Presentation by Dr. Michael Schutz
Deconstructing a musical illusion: causality and audio-visual integration
Abstract: My colleagues and I have documented a musical illusion in which percussionists are able to manipulate an audience’s perception of note duration independent of that note’s acoustic properties. Curiously, this illusion is at odds with previous research and current theoretical models of auditory-visual integration. Recent work has shown the perception of a causal, cross-modal link plays a key role in explaining this exception. Impact motions integrate with sounds caused by impact events (such as the sound of a percussion instrument being struck), but not sounds that are produced by different types of events (such as air moving over a reed in the case of a clarinet). Similarly, these sounds integrate with gestures that lead (but not lag) their onset, reflecting the slower speed of sound relative to light.

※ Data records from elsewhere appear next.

//! Tests for the grade estimator

use test_case::test_case;
use vcv::core::models::{CaptureSlot, GradeBand, INCOMPLETE_LABEL, SubScores};
use vcv::core::services::grader::{MAX_SCORE, MIN_SCORE, composite};
use vcv::core::services::{estimate, grade_scores, round_to_half};

use crate::common::{complete_images, images_with};

// =============================================================================
// INCOMPLETE CAPTURES
// =============================================================================

#[test]
fn empty_capture_names_every_slot() {
    let result = estimate(&images_with(&[]));

    assert!(result.predicted_grade.starts_with(INCOMPLETE_LABEL));
    assert_eq!(result.sub_scores, SubScores::zero());
    let notes = result.notes.join("\n");
    assert!(notes.contains("Front (top-down)"));
    assert!(notes.contains("Back (top-down)"));
    assert!(notes.contains("Front (angled)"));
    assert_eq!(result.missing, CaptureSlot::ALL.to_vec());
}

#[test]
fn single_missing_slot_named_alone() {
    let result = estimate(&images_with(&[CaptureSlot::FrontTop, CaptureSlot::FrontAngle]));

    assert_eq!(result.predicted_grade, INCOMPLETE_LABEL);
    assert_eq!(result.notes.len(), 2);
    assert_eq!(result.notes[0], "Please capture all required images before grading.");
    assert_eq!(result.notes[1], "Missing: Back (top-down)");
}

// =============================================================================
// COMPLETE CAPTURES
// =============================================================================

#[test]
fn complete_capture_scores_in_range() {
    let result = estimate(&complete_images());
    for (name, score) in result.sub_scores.categories() {
        assert!((MIN_SCORE..=MAX_SCORE).contains(&score), "{name} = {score}");
    }
    assert!(result.missing.is_empty());
    assert!(!result.notes.is_empty());
}

#[test]
fn documented_example_scores() {
    let scores = SubScores {
        centering: 8.7,
        corners: 9.2,
        edges: 9.4,
        surface: 8.9,
    };
    assert!((composite(&scores) - 8.9).abs() < 1e-9);

    let result = grade_scores(scores);
    assert_eq!(result.predicted_grade, "Likely PSA 9 (model estimate ~9.0)");
    assert_eq!(result.notes.len(), 1);
    assert!(result.notes[0].starts_with("Surface"));
}

#[test]
fn notes_follow_category_order() {
    let result = grade_scores(SubScores {
        centering: 8.0,
        corners: 8.0,
        edges: 8.0,
        surface: 8.0,
    });
    assert_eq!(result.notes.len(), 4);
    assert!(result.notes[0].starts_with("Centering"));
    assert!(result.notes[1].contains("corner"));
    assert!(result.notes[2].starts_with("Edge"));
    assert!(result.notes[3].starts_with("Surface"));
}

#[test]
fn centering_bonus_applies_before_minimum() {
    // 8.2 + 0.3 = 8.5 is the minimum; the raw centering score is not
    let scores = SubScores {
        centering: 8.2,
        corners: 9.5,
        edges: 9.5,
        surface: 9.5,
    };
    assert!((composite(&scores) - 8.5).abs() < 1e-9);
    assert_eq!(grade_scores(scores).predicted_grade, "Likely PSA 8 (model estimate ~8.5)");
}

// =============================================================================
// BANDS
// =============================================================================

#[test_case(10.0, GradeBand::Psa10 ; "ten")]
#[test_case(9.5, GradeBand::Psa10 ; "nine and a half")]
#[test_case(9.0, GradeBand::Psa9 ; "nine")]
#[test_case(8.5, GradeBand::Psa8 ; "eight and a half")]
#[test_case(7.0, GradeBand::Psa7 ; "seven")]
#[test_case(6.0, GradeBand::Psa6 ; "six")]
#[test_case(5.5, GradeBand::Psa5OrLower ; "five and a half")]
#[test_case(0.0, GradeBand::Psa5OrLower ; "zero")]
fn band_thresholds(score: f64, expected: GradeBand) {
    assert_eq!(GradeBand::from_score(score), expected);
}

#[test_case(8.9, 9.0 ; "rounds up")]
#[test_case(8.7, 8.5 ; "rounds down")]
#[test_case(8.25, 8.5 ; "quarter rounds up")]
#[test_case(9.5, 9.5 ; "already aligned")]
fn half_point_rounding(value: f64, expected: f64) {
    assert!((round_to_half(value) - expected).abs() < f64::EPSILON);
}
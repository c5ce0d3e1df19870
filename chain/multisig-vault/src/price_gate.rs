//! Price gate: pure evaluation of a proposal's price condition

use multisig_types::proposal::PriceCondition;
use multisig_types::quote::PriceQuote;

use crate::errors::PriceGateError;

/// Evaluate `condition` against `quote`.
///
/// - no condition passes without consulting the quote
/// - a missing quote or a quote from another feed is `ConditionNotMet`
/// - a quote older than `max_age_seconds` is `Stale`, even if in range
/// - bounds are inclusive
pub fn evaluate(
    condition: Option<&PriceCondition>,
    quote: Option<&PriceQuote>,
) -> Result<(), PriceGateError> {
    let Some(condition) = condition else {
        return Ok(());
    };
    let quote = quote.ok_or(PriceGateError::ConditionNotMet)?;

    if quote.feed_id != condition.feed_id {
        return Err(PriceGateError::ConditionNotMet);
    }

    if quote.age_seconds > condition.max_age_seconds {
        return Err(PriceGateError::Stale);
    }

    if let Some(min_price) = condition.min_price {
        if quote.price < min_price {
            return Err(PriceGateError::ConditionNotMet);
        }
    }

    if let Some(max_price) = condition.max_price {
        if quote.price > max_price {
            return Err(PriceGateError::ConditionNotMet);
        }
    }

    Ok(())
}
//! End-to-end vault scenarios
//!
//! Each test drives the engine through its public operation surface only.

use multisig_types::ids::{FeedId, MintId, SignerId, VaultId};
use multisig_types::proposal::{Asset, PriceCondition, ProposalStatus};
use multisig_vault::custody::{Custody, Holder};
use multisig_vault::events::ContractEvent;
use multisig_vault::{EngineConfig, MultisigEngine, ProposalRequest, VaultError};
use rust_decimal::Decimal;

struct Harness {
    engine: MultisigEngine,
    vault: VaultId,
    a: SignerId,
    b: SignerId,
    c: SignerId,
    recipient: SignerId,
}

fn init_tracing() {
    let _ = tracing_subscriber::fmt().with_test_writer().try_init();
}

/// Vault [A, B, C] with threshold 2, funded with 10 native units.
fn three_signer_vault() -> Harness {
    init_tracing();
    let mut engine = MultisigEngine::in_memory(EngineConfig::default()).unwrap();
    let (a, b, c) = (SignerId::new(), SignerId::new(), SignerId::new());
    let vault = engine.create_vault(a, vec![a, b, c], 2).unwrap();
    engine.deposit_native(SignerId::new(), &vault, 10).unwrap();
    Harness {
        engine,
        vault,
        a,
        b,
        c,
        recipient: SignerId::new(),
    }
}

fn recipient_balance(h: &Harness, asset: &Asset) -> u64 {
    h.engine
        .custody()
        .balance(&Holder::Account(h.recipient), asset)
}

// ═══════════════════════════════════════════════════════════════════
// Vault creation
// ═══════════════════════════════════════════════════════════════════

#[test]
fn test_create_vault_validation_matrix() {
    let mut engine = MultisigEngine::in_memory(EngineConfig::default()).unwrap();
    let ids: Vec<SignerId> = (0..11).map(|_| SignerId::new()).collect();

    assert_eq!(
        engine.create_vault(SignerId::new(), vec![], 1),
        Err(VaultError::InvalidThreshold)
    );
    assert_eq!(
        engine.create_vault(SignerId::new(), ids[..3].to_vec(), 0),
        Err(VaultError::InvalidThreshold)
    );
    assert_eq!(
        engine.create_vault(SignerId::new(), ids[..3].to_vec(), 4),
        Err(VaultError::InvalidThreshold)
    );
    assert_eq!(
        engine.create_vault(SignerId::new(), ids.clone(), 1),
        Err(VaultError::TooManySigners { max: 10 })
    );
    assert_eq!(
        engine.create_vault(SignerId::new(), vec![ids[0], ids[1], ids[0]], 1),
        Err(VaultError::DuplicateSigner)
    );
    assert!(engine
        .create_vault(SignerId::new(), ids[..10].to_vec(), 10)
        .is_ok());
}

// ═══════════════════════════════════════════════════════════════════
// Scenario 1: approve then execute
// ═══════════════════════════════════════════════════════════════════

#[test]
fn test_scenario_approve_and_execute() {
    let mut h = three_signer_vault();
    let vault = h.vault;

    let p0 = h
        .engine
        .create_proposal(h.a, &vault, ProposalRequest::native(h.recipient, 1))
        .unwrap();
    let proposal = h.engine.proposal(&vault, p0).unwrap();
    assert_eq!(proposal.approvals.as_slice(), &[h.a]);
    assert_eq!(proposal.status, ProposalStatus::Active);

    let status = h.engine.approve_proposal(h.b, &vault, p0).unwrap();
    assert_eq!(status, ProposalStatus::Approved);
    assert_eq!(
        h.engine.proposal(&vault, p0).unwrap().approvals.as_slice(),
        &[h.a, h.b]
    );

    let settlement = h.engine.execute_native(h.a, &vault, p0, h.recipient).unwrap();
    assert_eq!(settlement.amount, 1);
    assert_eq!(h.engine.balance(&vault, &Asset::Native), 9);
    assert_eq!(recipient_balance(&h, &Asset::Native), 1);
    assert_eq!(
        h.engine.proposal(&vault, p0).unwrap().status,
        ProposalStatus::Executed
    );

    // Second execution attempt
    assert_eq!(
        h.engine.execute_native(h.b, &vault, p0, h.recipient),
        Err(VaultError::ProposalNotActive)
    );
    assert_eq!(h.engine.balance(&vault, &Asset::Native), 9);
    assert_eq!(recipient_balance(&h, &Asset::Native), 1);
}

// ═══════════════════════════════════════════════════════════════════
// Scenario 2: eager rejection
// ═══════════════════════════════════════════════════════════════════

#[test]
fn test_scenario_eager_rejection() {
    let mut h = three_signer_vault();
    let vault = h.vault;
    h.engine
        .create_proposal(h.a, &vault, ProposalRequest::native(h.recipient, 1))
        .unwrap();
    let p1 = h
        .engine
        .create_proposal(h.a, &vault, ProposalRequest::native(h.recipient, 1))
        .unwrap();
    assert_eq!(p1, 1);

    assert_eq!(
        h.engine.reject_proposal(h.b, &vault, p1).unwrap(),
        ProposalStatus::Active
    );
    assert_eq!(
        h.engine.reject_proposal(h.c, &vault, p1).unwrap(),
        ProposalStatus::Rejected
    );

    let proposal = h.engine.proposal(&vault, p1).unwrap();
    assert_eq!(proposal.rejections.as_slice(), &[h.b, h.c]);

    assert_eq!(
        h.engine.execute_native(h.a, &vault, p1, h.recipient),
        Err(VaultError::ProposalNotActive)
    );
    assert_eq!(
        h.engine.cancel_proposal(h.a, &vault, p1),
        Err(VaultError::ProposalNotActive)
    );
}

// ═══════════════════════════════════════════════════════════════════
// Scenario 3: 1-of-1 vault self-approves
// ═══════════════════════════════════════════════════════════════════

#[test]
fn test_scenario_single_signer_self_approves() {
    let mut engine = MultisigEngine::in_memory(EngineConfig::default()).unwrap();
    let s = SignerId::new();
    let recipient = SignerId::new();
    let vault = engine.create_vault(s, vec![s], 1).unwrap();
    engine.deposit_native(s, &vault, 5).unwrap();

    let id = engine
        .create_proposal(s, &vault, ProposalRequest::native(recipient, 5))
        .unwrap();
    assert_eq!(
        engine.proposal(&vault, id).unwrap().status,
        ProposalStatus::Approved
    );

    engine.execute_native(s, &vault, id, recipient).unwrap();
    assert_eq!(engine.balance(&vault, &Asset::Native), 0);
}

// ═══════════════════════════════════════════════════════════════════
// Scenario 4: price-gated execution
// ═══════════════════════════════════════════════════════════════════

#[test]
fn test_scenario_price_gate() {
    let mut h = three_signer_vault();
    let vault = h.vault;
    let feed = FeedId::new("SOL/USD");
    let condition = PriceCondition::new(feed.clone(), 30).with_min(Decimal::from(150));

    let gated = |h: &mut Harness| {
        let id = h
            .engine
            .create_proposal(
                h.a,
                &vault,
                ProposalRequest::native(h.recipient, 1).with_price_condition(condition.clone()),
            )
            .unwrap();
        h.engine.approve_proposal(h.c, &vault, id).unwrap();
        id
    };

    let id = gated(&mut h);
    h.engine.oracle_mut().set_now(1_000);

    // No quote at all
    assert_eq!(
        h.engine.execute_native(h.a, &vault, id, h.recipient),
        Err(VaultError::PriceConditionNotMet)
    );

    // Fresh but below the floor
    h.engine
        .oracle_mut()
        .publish(feed.clone(), Decimal::from(140), 990);
    assert_eq!(
        h.engine.execute_native(h.a, &vault, id, h.recipient),
        Err(VaultError::PriceConditionNotMet)
    );
    assert_eq!(h.engine.balance(&vault, &Asset::Native), 10);

    // Fresh and in range
    h.engine
        .oracle_mut()
        .publish(feed.clone(), Decimal::from(160), 990);
    h.engine.execute_native(h.a, &vault, id, h.recipient).unwrap();
    assert_eq!(
        h.engine.proposal(&vault, id).unwrap().status,
        ProposalStatus::Executed
    );

    // Equivalent proposal, quote 40 seconds old
    let id = gated(&mut h);
    h.engine
        .oracle_mut()
        .publish(feed.clone(), Decimal::from(160), 960);
    assert_eq!(
        h.engine.execute_native(h.a, &vault, id, h.recipient),
        Err(VaultError::StalePriceFeed)
    );
    assert_eq!(
        h.engine.proposal(&vault, id).unwrap().status,
        ProposalStatus::Approved
    );
}

// ═══════════════════════════════════════════════════════════════════
// Scenario 5: insufficient balance is retryable
// ═══════════════════════════════════════════════════════════════════

#[test]
fn test_scenario_insufficient_balance() {
    let mut h = three_signer_vault();
    let vault = h.vault;
    let id = h
        .engine
        .create_proposal(h.b, &vault, ProposalRequest::native(h.recipient, 25))
        .unwrap();
    h.engine.approve_proposal(h.a, &vault, id).unwrap();

    assert_eq!(
        h.engine.execute_native(h.c, &vault, id, h.recipient),
        Err(VaultError::InsufficientBalance {
            required: 25,
            available: 10
        })
    );
    assert_eq!(h.engine.balance(&vault, &Asset::Native), 10);
    assert_eq!(recipient_balance(&h, &Asset::Native), 0);
    assert_eq!(
        h.engine.proposal(&vault, id).unwrap().status,
        ProposalStatus::Approved
    );

    h.engine.deposit_native(SignerId::new(), &vault, 15).unwrap();
    h.engine.execute_native(h.c, &vault, id, h.recipient).unwrap();
    assert_eq!(h.engine.balance(&vault, &Asset::Native), 0);
    assert_eq!(recipient_balance(&h, &Asset::Native), 25);
}

// ═══════════════════════════════════════════════════════════════════
// Token path
// ═══════════════════════════════════════════════════════════════════

#[test]
fn test_token_proposal_lifecycle() {
    let mut h = three_signer_vault();
    let vault = h.vault;
    let usdc = MintId::new("USDC");
    h.engine
        .deposit_token(SignerId::new(), &vault, &usdc, 1_000)
        .unwrap();

    let id = h
        .engine
        .create_proposal(
            h.c,
            &vault,
            ProposalRequest::token(h.recipient, 400, usdc.clone()).with_description("payroll"),
        )
        .unwrap();
    h.engine.approve_proposal(h.b, &vault, id).unwrap();

    assert!(matches!(
        h.engine.execute_native(h.a, &vault, id, h.recipient),
        Err(VaultError::AssetMismatch { .. })
    ));
    assert!(matches!(
        h.engine
            .execute_token(h.a, &vault, id, h.recipient, &MintId::new("USDT")),
        Err(VaultError::AssetMismatch { .. })
    ));

    h.engine
        .execute_token(h.a, &vault, id, h.recipient, &usdc)
        .unwrap();
    let token = Asset::Token(usdc);
    assert_eq!(h.engine.balance(&vault, &token), 600);
    assert_eq!(recipient_balance(&h, &token), 400);
    assert_eq!(h.engine.balance(&vault, &Asset::Native), 10);
}

// ═══════════════════════════════════════════════════════════════════
// Cancellation and isolation
// ═══════════════════════════════════════════════════════════════════

#[test]
fn test_cancel_only_by_proposer_while_active() {
    let mut h = three_signer_vault();
    let vault = h.vault;
    let id = h
        .engine
        .create_proposal(h.b, &vault, ProposalRequest::native(h.recipient, 1))
        .unwrap();

    assert_eq!(
        h.engine.cancel_proposal(h.a, &vault, id),
        Err(VaultError::NotProposer)
    );
    h.engine.cancel_proposal(h.b, &vault, id).unwrap();
    assert_eq!(
        h.engine.approve_proposal(h.c, &vault, id),
        Err(VaultError::ProposalNotActive)
    );
    assert_eq!(
        h.engine.execute_native(h.b, &vault, id, h.recipient),
        Err(VaultError::ProposalNotActive)
    );
    assert_eq!(h.engine.balance(&vault, &Asset::Native), 10);
}

#[test]
fn test_rejected_proposal_cannot_execute() {
    init_tracing();
    let mut engine = MultisigEngine::in_memory(EngineConfig::default()).unwrap();
    let (a, b, c) = (SignerId::new(), SignerId::new(), SignerId::new());
    let recipient = SignerId::new();
    let vault = engine.create_vault(a, vec![a, b, c], 3).unwrap();
    engine.deposit_native(a, &vault, 10).unwrap();
    let id = engine
        .create_proposal(a, &vault, ProposalRequest::native(recipient, 4))
        .unwrap();

    // 3-of-3: a single rejection makes the threshold unreachable
    assert_eq!(
        engine.reject_proposal(b, &vault, id).unwrap(),
        ProposalStatus::Rejected
    );

    for executor in [a, b, c] {
        assert_eq!(
            engine.execute_native(executor, &vault, id, recipient),
            Err(VaultError::ProposalNotActive)
        );
    }
    assert_eq!(
        engine.cancel_proposal(a, &vault, id),
        Err(VaultError::ProposalNotActive)
    );
    assert_eq!(engine.balance(&vault, &Asset::Native), 10);
    assert_eq!(
        engine
            .custody()
            .balance(&Holder::Account(recipient), &Asset::Native),
        0
    );
    assert_eq!(
        engine.proposal(&vault, id).unwrap().status,
        ProposalStatus::Rejected
    );
}

#[test]
fn test_vaults_are_independent() {
    let mut engine = MultisigEngine::in_memory(EngineConfig::default()).unwrap();
    let (a, b) = (SignerId::new(), SignerId::new());
    let v1 = engine.create_vault(a, vec![a, b], 2).unwrap();
    let v2 = engine.create_vault(b, vec![a, b], 1).unwrap();

    let p = engine
        .create_proposal(a, &v1, ProposalRequest::native(b, 1))
        .unwrap();
    let q = engine
        .create_proposal(a, &v2, ProposalRequest::native(b, 1))
        .unwrap();
    assert_eq!((p, q), (0, 0));
    assert_eq!(engine.proposal(&v1, 0).unwrap().status, ProposalStatus::Active);
    assert_eq!(engine.proposal(&v2, 0).unwrap().status, ProposalStatus::Approved);

    // Funds deposited to one vault are not visible to the other
    engine.deposit_native(a, &v1, 3).unwrap();
    assert_eq!(
        engine.execute_native(a, &v2, 0, b),
        Err(VaultError::InsufficientBalance {
            required: 1,
            available: 0
        })
    );
}

#[test]
fn test_event_log_records_full_lifecycle() {
    let mut h = three_signer_vault();
    let vault = h.vault;
    let id = h
        .engine
        .create_proposal(h.a, &vault, ProposalRequest::native(h.recipient, 2))
        .unwrap();
    h.engine.approve_proposal(h.b, &vault, id).unwrap();
    h.engine.execute_native(h.c, &vault, id, h.recipient).unwrap();

    let kinds: Vec<&'static str> = h
        .engine
        .events()
        .iter()
        .map(|e| match e {
            ContractEvent::VaultCreated(_) => "vault",
            ContractEvent::Deposited(_) => "deposit",
            ContractEvent::ProposalCreated(_) => "created",
            ContractEvent::VoteCast(_) => "vote",
            ContractEvent::ProposalStatusChanged(_) => "status",
            ContractEvent::ProposalExecuted(_) => "executed",
        })
        .collect();
    assert_eq!(
        kinds,
        vec!["vault", "deposit", "created", "vote", "status", "status", "executed"]
    );

    let json = serde_json::to_string(h.engine.events()).unwrap();
    assert!(json.contains("ProposalExecuted"));
}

This talk will summarize some of my published work on this illusion, and discuss new unpublished experiments exploring the role of amplitude envelope (the shape of a sound over time) in audio-visual integration. For a demonstration of the musical illusion, please see a brief (2 min) TV segment now posted online at http://www.maplelab.net/press-room
Bio: Michael Schutz is Assistant Professor of Music Cognition/Percussion at McMaster University, where he is a core member of the McMaster Institute for Music and the Mind. Michael is the founding director of the externally funded MAPLE Lab, researching Music, Perception, Acoustics and LEarning (www.maplelab.net). His research interests include the role of visual information in music, communicating emotion through music, rhythm/timing, and the perception of timbre. His work on these topics appears in journals such as Journal of Experimental Psychology; Perception; Percussive Notes; Attention, Perception, & Psychophysics; and Empirical Musicology Review.